# ASSIGNMENT
Repeat each entry in full, exactly.

Stored data:

'''

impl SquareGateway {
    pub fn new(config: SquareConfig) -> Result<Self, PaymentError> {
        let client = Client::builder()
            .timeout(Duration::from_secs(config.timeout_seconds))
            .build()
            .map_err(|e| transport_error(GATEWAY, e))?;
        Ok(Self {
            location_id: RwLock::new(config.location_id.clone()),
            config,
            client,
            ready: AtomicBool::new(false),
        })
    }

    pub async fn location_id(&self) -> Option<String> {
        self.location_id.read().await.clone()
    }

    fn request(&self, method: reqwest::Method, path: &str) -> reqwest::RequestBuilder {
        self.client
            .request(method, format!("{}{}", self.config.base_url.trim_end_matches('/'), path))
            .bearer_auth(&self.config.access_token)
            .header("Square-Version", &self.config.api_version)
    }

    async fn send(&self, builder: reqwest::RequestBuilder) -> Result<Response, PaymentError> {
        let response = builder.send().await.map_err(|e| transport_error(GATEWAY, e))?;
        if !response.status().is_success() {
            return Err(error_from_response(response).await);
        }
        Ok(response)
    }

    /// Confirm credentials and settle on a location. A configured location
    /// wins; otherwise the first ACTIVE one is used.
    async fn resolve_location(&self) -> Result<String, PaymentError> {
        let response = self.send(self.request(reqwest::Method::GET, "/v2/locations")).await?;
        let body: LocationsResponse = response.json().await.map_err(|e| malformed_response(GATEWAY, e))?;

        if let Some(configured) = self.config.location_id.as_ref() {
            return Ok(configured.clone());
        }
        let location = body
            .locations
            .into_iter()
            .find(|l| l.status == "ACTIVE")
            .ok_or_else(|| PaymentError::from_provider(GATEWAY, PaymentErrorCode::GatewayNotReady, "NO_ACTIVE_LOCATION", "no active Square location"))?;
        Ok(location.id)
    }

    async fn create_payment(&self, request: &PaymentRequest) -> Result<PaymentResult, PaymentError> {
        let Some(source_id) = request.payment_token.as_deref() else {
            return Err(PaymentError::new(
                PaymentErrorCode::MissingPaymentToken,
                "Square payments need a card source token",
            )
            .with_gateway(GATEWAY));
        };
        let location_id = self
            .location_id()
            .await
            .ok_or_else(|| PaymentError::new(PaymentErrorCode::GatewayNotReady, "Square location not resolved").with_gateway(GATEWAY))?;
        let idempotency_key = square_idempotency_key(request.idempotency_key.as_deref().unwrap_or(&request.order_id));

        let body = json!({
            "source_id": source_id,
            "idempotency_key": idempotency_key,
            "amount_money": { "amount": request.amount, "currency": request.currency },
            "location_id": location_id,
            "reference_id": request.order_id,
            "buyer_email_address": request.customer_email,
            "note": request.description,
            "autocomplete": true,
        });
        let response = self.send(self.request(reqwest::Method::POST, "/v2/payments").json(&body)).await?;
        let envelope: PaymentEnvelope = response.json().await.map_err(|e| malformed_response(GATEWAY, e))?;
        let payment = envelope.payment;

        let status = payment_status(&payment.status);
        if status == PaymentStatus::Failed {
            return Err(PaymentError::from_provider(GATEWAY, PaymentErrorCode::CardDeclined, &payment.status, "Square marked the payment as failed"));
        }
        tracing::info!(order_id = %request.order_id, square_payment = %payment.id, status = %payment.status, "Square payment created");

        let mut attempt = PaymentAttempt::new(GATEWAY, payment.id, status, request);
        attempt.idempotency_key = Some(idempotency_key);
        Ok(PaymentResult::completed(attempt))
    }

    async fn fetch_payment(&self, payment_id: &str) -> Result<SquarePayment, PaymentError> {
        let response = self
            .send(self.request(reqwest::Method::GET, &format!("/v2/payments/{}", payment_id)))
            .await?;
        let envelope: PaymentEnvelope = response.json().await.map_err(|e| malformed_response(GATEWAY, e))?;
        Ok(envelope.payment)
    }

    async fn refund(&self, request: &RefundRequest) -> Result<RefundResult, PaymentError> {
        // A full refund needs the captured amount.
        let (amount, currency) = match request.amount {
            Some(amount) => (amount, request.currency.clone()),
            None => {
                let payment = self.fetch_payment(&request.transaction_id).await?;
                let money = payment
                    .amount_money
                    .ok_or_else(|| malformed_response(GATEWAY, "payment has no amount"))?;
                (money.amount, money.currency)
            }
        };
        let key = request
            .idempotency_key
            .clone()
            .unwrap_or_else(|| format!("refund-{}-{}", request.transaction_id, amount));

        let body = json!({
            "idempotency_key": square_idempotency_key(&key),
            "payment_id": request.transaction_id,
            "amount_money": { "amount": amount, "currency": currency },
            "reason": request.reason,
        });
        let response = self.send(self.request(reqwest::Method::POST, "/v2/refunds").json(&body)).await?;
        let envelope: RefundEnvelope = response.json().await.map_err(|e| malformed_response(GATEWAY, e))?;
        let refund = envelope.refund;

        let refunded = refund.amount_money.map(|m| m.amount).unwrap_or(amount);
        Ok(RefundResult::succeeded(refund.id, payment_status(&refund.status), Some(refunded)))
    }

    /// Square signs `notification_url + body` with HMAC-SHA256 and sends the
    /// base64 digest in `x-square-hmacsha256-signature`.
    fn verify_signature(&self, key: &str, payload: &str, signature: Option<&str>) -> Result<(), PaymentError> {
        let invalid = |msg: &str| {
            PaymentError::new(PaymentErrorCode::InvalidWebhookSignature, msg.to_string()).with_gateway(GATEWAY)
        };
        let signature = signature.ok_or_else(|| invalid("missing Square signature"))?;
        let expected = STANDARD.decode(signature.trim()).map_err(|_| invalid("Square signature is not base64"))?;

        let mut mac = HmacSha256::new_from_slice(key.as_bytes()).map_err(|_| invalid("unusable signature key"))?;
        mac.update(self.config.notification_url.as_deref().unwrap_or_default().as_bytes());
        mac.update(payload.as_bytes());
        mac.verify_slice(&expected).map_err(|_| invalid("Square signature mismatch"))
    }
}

'''

# RESPONSE TO THIS TASK
impl SquareGateway {
    pub fn new(config: SquareConfig) -> Result<Self, PaymentError> {
        let client = Client::builder()
            .timeout(Duration::from_secs(config.timeout_seconds))
            .build()
            .map_err(|e| transport_error(GATEWAY, e))?;
        Ok(Self {
            location_id: RwLock::new(config.location_id.clone()),
            config,
            client,
            ready: AtomicBool::new(false),
        })
    }

    pub async fn location_id(&self) -> Option<String> {
        self.location_id.read().await.clone()
    }

    fn request(&self, method: reqwest::Method, path: &str) -> reqwest::RequestBuilder {
        self.client
            .request(method, format!("{}{}", self.config.base_url.trim_end_matches('/'), path))
            .bearer_auth(&self.config.access_token)
            .header("Square-Version", &self.config.api_version)
    }

    async fn send(&self, builder: reqwest::RequestBuilder) -> Result<Response, PaymentError> {
        let response = builder.send().await.map_err(|e| transport_error(GATEWAY, e))?;
        if !response.status().is_success() {
            return Err(error_from_response(response).await);
        }
        Ok(response)
    }

    /// Confirm credentials and settle on a location. A configured location
    /// wins; otherwise the first ACTIVE one is used.
    async fn resolve_location(&self) -> Result<String, PaymentError> {
        let response = self.send(self.request(reqwest::Method::GET, "/v2/locations")).await?;
        let body: LocationsResponse = response.json().await.map_err(|e| malformed_response(GATEWAY, e))?;

        if let Some(configured) = self.config.location_id.as_ref() {
            return Ok(configured.clone());
        }
        let location = body
            .locations
            .into_iter()
            .find(|l| l.status == "ACTIVE")
            .ok_or_else(|| PaymentError::from_provider(GATEWAY, PaymentErrorCode::GatewayNotReady, "NO_ACTIVE_LOCATION", "no active Square location"))?;
        Ok(location.id)
    }

    async fn create_payment(&self, request: &PaymentRequest) -> Result<PaymentResult, PaymentError> {
        let Some(source_id) = request.payment_token.as_deref() else {
            return Err(PaymentError::new(
                PaymentErrorCode::MissingPaymentToken,
                "Square payments need a card source token",
            )
            .with_gateway(GATEWAY));
        };
        let location_id = self
            .location_id()
            .await
            .ok_or_else(|| PaymentError::new(PaymentErrorCode::GatewayNotReady, "Square location not resolved").with_gateway(GATEWAY))?;
        let idempotency_key = square_idempotency_key(request.idempotency_key.as_deref().unwrap_or(&request.order_id));

        let body = json!({
            "source_id": source_id,
            "idempotency_key": idempotency_key,
            "amount_money": { "amount": request.amount, "currency": request.currency },
            "location_id": location_id,
            "reference_id": request.order_id,
            "buyer_email_address": request.customer_email,
            "note": request.description,
            "autocomplete": true,
        });
        let response = self.send(self.request(reqwest::Method::POST, "/v2/payments").json(&body)).await?;
        let envelope: PaymentEnvelope = response.json().await.map_err(|e| malformed_response(GATEWAY, e))?;
        let payment = envelope.payment;

        let status = payment_status(&payment.status);
        if status == PaymentStatus::Failed {
            return Err(PaymentError::from_provider(GATEWAY, PaymentErrorCode::CardDeclined, &payment.status, "Square marked the payment as failed"));
        }
        tracing::info!(order_id = %request.order_id, square_payment = %payment.id, status = %payment.status, "Square payment created");

        let mut attempt = PaymentAttempt::new(GATEWAY, payment.id, status, request);
        attempt.idempotency_key = Some(idempotency_key);
        Ok(PaymentResult::completed(attempt))
    }

    async fn fetch_payment(&self, payment_id: &str) -> Result<SquarePayment, PaymentError> {
        let response = self
            .send(self.request(reqwest::Method::GET, &format!("/v2/payments/{}", payment_id)))
            .await?;
        let envelope: PaymentEnvelope = response.json().await.map_err(|e| malformed_response(GATEWAY, e))?;
        Ok(envelope.payment)
    }

    async fn refund(&self, request: &RefundRequest) -> Result<RefundResult, PaymentError> {
        // A full refund needs the captured amount.
        let (amount, currency) = match request.amount {
            Some(amount) => (amount, request.currency.clone()),
            None => {
                let payment = self.fetch_payment(&request.transaction_id).await?;
                let money = payment
                    .amount_money
                    .ok_or_else(|| malformed_response(GATEWAY, "payment has no amount"))?;
                (money.amount, money.currency)
            }
        };
        let key = request
            .idempotency_key
            .clone()
            .unwrap_or_else(|| format!("refund-{}-{}", request.transaction_id, amount));

        let body = json!({
            "idempotency_key": square_idempotency_key(&key),
            "payment_id": request.transaction_id,
            "amount_money": { "amount": amount, "currency": currency },
            "reason": request.reason,
        });
        let response = self.send(self.request(reqwest::Method::POST, "/v2/refunds").json(&body)).await?;
        let envelope: RefundEnvelope = response.json().await.map_err(|e| malformed_response(GATEWAY, e))?;
        let refund = envelope.refund;

        let refunded = refund.amount_money.map(|m| m.amount).unwrap_or(amount);
        Ok(RefundResult::succeeded(refund.id, payment_status(&refund.status), Some(refunded)))
    }

    /// Square signs `notification_url + body` with HMAC-SHA256 and sends the
    /// base64 digest in `x-square-hmacsha256-signature`.
    fn verify_signature(&self, key: &str, payload: &str, signature: Option<&str>) -> Result<(), PaymentError> {
        let invalid = |msg: &str| {
            PaymentError::new(PaymentErrorCode::InvalidWebhookSignature, msg.to_string()).with_gateway(GATEWAY)
        };
        let signature = signature.ok_or_else(|| invalid("missing Square signature"))?;
        let expected = STANDARD.decode(signature.trim()).map_err(|_| invalid("Square signature is not base64"))?;

        let mut mac = HmacSha256::new_from_slice(key.as_bytes()).map_err(|_| invalid("unusable signature key"))?;
        mac.update(self.config.notification_url.as_deref().unwrap_or_default().as_bytes());
        mac.update(payload.as_bytes());
        mac.verify_slice(&expected).map_err(|_| invalid("Square signature mismatch"))
    }
}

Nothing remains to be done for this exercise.